[Collected data]
--------------------------------
//! # Message Protocol
//!
//! Wire types of the image processing service, shared by the client and the
//! local stub server.
//!
//! Two request encodings exist (see [`Transport`](super::config::Transport)):
//! - JSON: `{ "image": "<base64>", "key": "...", "operation": "encrypt" }`
//! - multipart: parts `image` (raw file), `key`, `operation`
//!
//! Both deployments answer with the same JSON body:
//! `{ "success": true, "image": "data:image/png;base64,...", "message": "..." }`
//! or `{ "success": false, "error": "..." }`.

use serde::{Deserialize, Serialize};
use std::fmt;
use std::str::FromStr;

/// The transform requested from the service.
#[derive(Debug, Clone, Copy, PartialEq, Eq, Hash, Default, Serialize, Deserialize)]
#[serde(rename_all = "lowercase")]
pub enum Operation {
    #[default]
    Encrypt,
    Decrypt,
}

impl Operation {
    /// Wire name of the operation.
    pub fn as_str(self) -> &'static str {
        match self {
            Operation::Encrypt => "encrypt",
            Operation::Decrypt => "decrypt",
        }
    }

    /// Past tense used in messages and file names ("encrypted", "decrypted").
    pub fn past_tense(self) -> String {
        format!("{}ed", self.as_str())
    }
}

impl fmt::Display for Operation {
    fn fmt(&self, f: &mut fmt::Formatter<'_>) -> fmt::Result {
        f.write_str(self.as_str())
    }
}

impl FromStr for Operation {
    type Err = String;

    fn from_str(s: &str) -> Result<Self, Self::Err> {
        match s {
            "encrypt" => Ok(Operation::Encrypt),
            "decrypt" => Ok(Operation::Decrypt),
            _ => Err(r#"Invalid operation. Must be "encrypt" or "decrypt""#.to_string()),
        }
    }
}

/// Body of a JSON-transport request.
#[derive(Debug, Clone, PartialEq, Eq, Serialize, Deserialize)]
pub struct JsonProcessRequest {
    /// Base64 image payload without any data URI prefix
    pub image: String,
    pub key: String,
    pub operation: Operation,
}

/// Response body of both processing endpoints.
///
/// The service omits `success` entirely when it rejects a malformed request
/// (HTTP 400 with only `error`), so a missing flag reads as `false`.
#[derive(Debug, Clone, Default, PartialEq, Eq, Serialize, Deserialize)]
pub struct ProcessResponse {
    #[serde(default)]
    pub success: bool,
    #[serde(default, skip_serializing_if = "Option::is_none")]
    pub image: Option<String>,
    #[serde(default, skip_serializing_if = "Option::is_none")]
    pub message: Option<String>,
    #[serde(default, skip_serializing_if = "Option::is_none")]
    pub error: Option<String>,
    #[serde(default, skip_serializing_if = "Option::is_none")]
    pub operation: Option<String>,
}

impl ProcessResponse {
    pub fn ok(image: String, message: String, operation: Operation) -> Self {
        Self {
            success: true,
            image: Some(image),
            message: Some(message),
            operation: Some(operation.as_str().to_string()),
            ..Default::default()
        }
    }

    /// Application-level failure (`success: false`).
    pub fn failed(error: impl Into<String>) -> Self {
        Self {
            error: Some(error.into()),
            ..Default::default()
        }
    }
}

/// Body of `GET /api/health`.
#[derive(Debug, Clone, PartialEq, Eq, Serialize, Deserialize)]
pub struct HealthStatus {
    pub status: String,
    #[serde(default)]
    pub message: String,
}

// ============================================================================
// HELPER FUNCTIONS
// ============================================================================

/// Build a `data:<mime>;base64,<payload>` URI.
pub fn data_uri(mime: &str, base64_payload: &str) -> String {
    format!("data:{};base64,{}", mime, base64_payload)
}

/// Split an image reference into its media type (if any) and base64 payload.
///
/// The payload is everything after the first comma of a data URI. A string
/// without the `data:` scheme is taken to be a bare base64 payload.
///
/// # Example
/// ```ignore
/// let (mime, payload) = split_data_uri("data:image/png;base64,AAA");
/// assert_eq!(mime, Some("image/png"));
/// assert_eq!(payload, "AAA");
/// ```
pub fn split_data_uri(reference: &str) -> (Option<&str>, &str) {
    match reference.strip_prefix("data:") {
        Some(rest) => match rest.split_once(',') {
            Some((header, payload)) => {
                let mime = header.split(';').next().filter(|m| !m.is_empty());
                (mime, payload)
            }
            None => (None, ""),
        },
        None => (None, reference),
    }
}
--------------------------------
=== WHAT TO WORK ON ===
Every line from the line containing "pub fn as_str(self)" through the line containing "pub struct JsonProcessRequest" in the records above must be retyped exactly. Leave out the rest.

=== EXERCISE RESPONSE ===
    pub fn as_str(self) -> &'static str {
        match self {
            Operation::Encrypt => "encrypt",
            Operation::Decrypt => "decrypt",
        }
    }

    /// Past tense used in messages and file names ("encrypted", "decrypted").
    pub fn past_tense(self) -> String {
        format!("{}ed", self.as_str())
    }
}

impl fmt::Display for Operation {
    fn fmt(&self, f: &mut fmt::Formatter<'_>) -> fmt::Result {
        f.write_str(self.as_str())
    }
}

impl FromStr for Operation {
    type Err = String;

    fn from_str(s: &str) -> Result<Self, Self::Err> {
        match s {
            "encrypt" => Ok(Operation::Encrypt),
            "decrypt" => Ok(Operation::Decrypt),
            _ => Err(r#"Invalid operation. Must be "encrypt" or "decrypt""#.to_string()),
        }
    }
}

/// Body of a JSON-transport request.
#[derive(Debug, Clone, PartialEq, Eq, Serialize, Deserialize)]
pub struct JsonProcessRequest {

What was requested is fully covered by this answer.